Abstract: BACKGROUND: Anticholinergic drugs put elderly patients at a higher risk for falls, cognitive decline, and delirium as well as peripheral adverse reactions like dry mouth or constipation. Prescribers are often unaware of the drug-based anticholinergic burden (ACB) of their patients. This study aimed to develop an anticholinergic burden score for drugs licensed in Germany to be used by clinicians at prescribing level. METHODS: A systematic literature search in pubmed assessed previously published ACB tools.
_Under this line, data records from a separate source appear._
//! HeadPages Core Library
//!
//! This crate provides the settings model and persistence layer for the
//! HeadPages header-override extension. A user defines named "pages" of
//! HTTP request/response header overrides and URL filters; this crate owns
//! the canonical in-memory graph and keeps it persisted across a two-tier
//! key-value storage service (a fast local tier and a small quota-limited
//! sync tier).
//!
//! # Architecture
//!
//! The browser-provided collaborators are consumed through capability
//! traits: [`storage::StorageArea`] for the key-value tiers and
//! [`engine::RuleEngine`] for the declarative network rule engine. The
//! settings graph is sharded into one storage entry per page plus a small
//! meta record, so that a large graph never overflows the sync tier's
//! per-item byte quota.
//!
//! # Modules
//!
//! - `types`: settings graph (pages, header overrides, URL filters)
//! - `storage`: two-tier key-value storage port and persisted key layout
//! - `memory`: in-memory storage backend
//! - `migrate`: versioned storage schema migrations
//! - `store`: the settings store (load/migrate/save/sync)
//! - `rules`: declarative header-modification rule model
//! - `engine`: declarative rule engine port

pub mod engine;
pub mod memory;
pub mod migrate;
pub mod rules;
pub mod storage;
pub mod store;
pub mod types;

// Re-export commonly used types
pub use engine::{EngineError, MemoryEngine, RuleEngine};
pub use memory::MemoryArea;
pub use rules::{Rule, RuleAction, RuleCondition, ResourceType};
pub use storage::{StorageArea, StorageChange, StorageError, Tier, SYNC_QUOTA_BYTES};
pub use store::{SettingsStore, StoreError};
pub use types::{Filter, FilterKind, HeaderKind, HeaderSetting, Page, Settings, SettingsMeta};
Quantitative grading scores were extracted, reduced to drugs available in Germany, and reevaluated by expert discussion. Drugs were scored as having no, weak, moderate, or strong anticholinergic effects. Further drugs were identified in clinical routine and included as well. RESULTS: The literature search identified 692 different drugs, with 548 drugs available in Germany. After exclusion of drugs due to no systemic effect or scoring of drug combinations (n = 67) and evaluation of 26 additional identified drugs in clinical routine, 504 drugs were scored. Of those, 356 drugs were categorised as having no, 104 drugs were scored as weak, 18 as moderate and 29 as having strong anticholinergic effects. CONCLUSIONS: The newly created ACB score for drugs authorized in Germany can be used in daily clinical practice to reduce potentially inappropriate medications for elderly patients. Further clinical studies investigating its effect on reducing anticholinergic side effects are necessary for validation.